AIM OF THE EXERCISE:
In the entries below, find each line with the word "SearchError" and return it.

PROVIDED INFORMATION:
################

//! Random Move Chess Engine
//!
//! A simple engine that selects moves uniformly at random from all legal moves.
//! Useful for:
//! - The beginner difficulty level
//! - Baseline comparisons (any real engine should easily beat this)

use chess_core::{Engine, Rules, SearchError, SearchResult};
use rand::rngs::StdRng;
use rand::seq::SliceRandom;
use rand::{Rng, SeedableRng};


/// Picks a legal move uniformly at random, or None if there are none.
///
/// No evaluation is performed.
pub fn pick_random_move<P: Rules, R: Rng + ?Sized>(pos: &P, rng: &mut R) -> Option<P::Move> {
    pos.legal_moves().choose(rng).copied()
}

/// A chess engine that plays random legal moves.
///
/// This engine provides no evaluation - it simply picks a random move
/// from all available legal moves. It's the simplest possible engine
/// and serves as a baseline for testing.
#[derive(Debug, Clone)]
pub struct RandomEngine<R = StdRng> {
    rng: R,
    nodes: u64,
}

impl RandomEngine {
    pub fn new() -> Self {
        Self::with_rng(StdRng::from_entropy())
    }

    /// Reproducible sequence of choices, for tests.
    pub fn seeded(seed: u64) -> Self {
        Self::with_rng(StdRng::seed_from_u64(seed))
    }
}

impl Default for RandomEngine {
    fn default() -> Self {
        Self::new()
    }
}

impl<R: Rng> RandomEngine<R> {
    pub fn with_rng(rng: R) -> Self {
        Self { rng, nodes: 0 }
    }
}

impl<P: Rules, R: Rng> Engine<P> for RandomEngine<R> {
    fn search(&mut self, pos: &P, _depth: u8) -> Result<SearchResult<P::Move>, SearchError> {
        let Some(mv) = pick_random_move(pos, &mut self.rng) else {
            self.nodes = 0;
            return Ok(SearchResult::no_move(0));
        };
        self.nodes = 1;

        Ok(SearchResult {
            best_move: Some(mv),
            score: 0,
            depth: 0,
            nodes: self.nodes,
        })
    }

    fn name(&self) -> &str {
        "Random v1.0"
    }

    fn new_game(&mut self) {
        self.nodes = 0;
    }
}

################

RESPONSE AREA:
use chess_core::{Engine, Rules, SearchError, SearchResult};
    fn search(&mut self, pos: &P, _depth: u8) -> Result<SearchResult<P::Move>, SearchError> {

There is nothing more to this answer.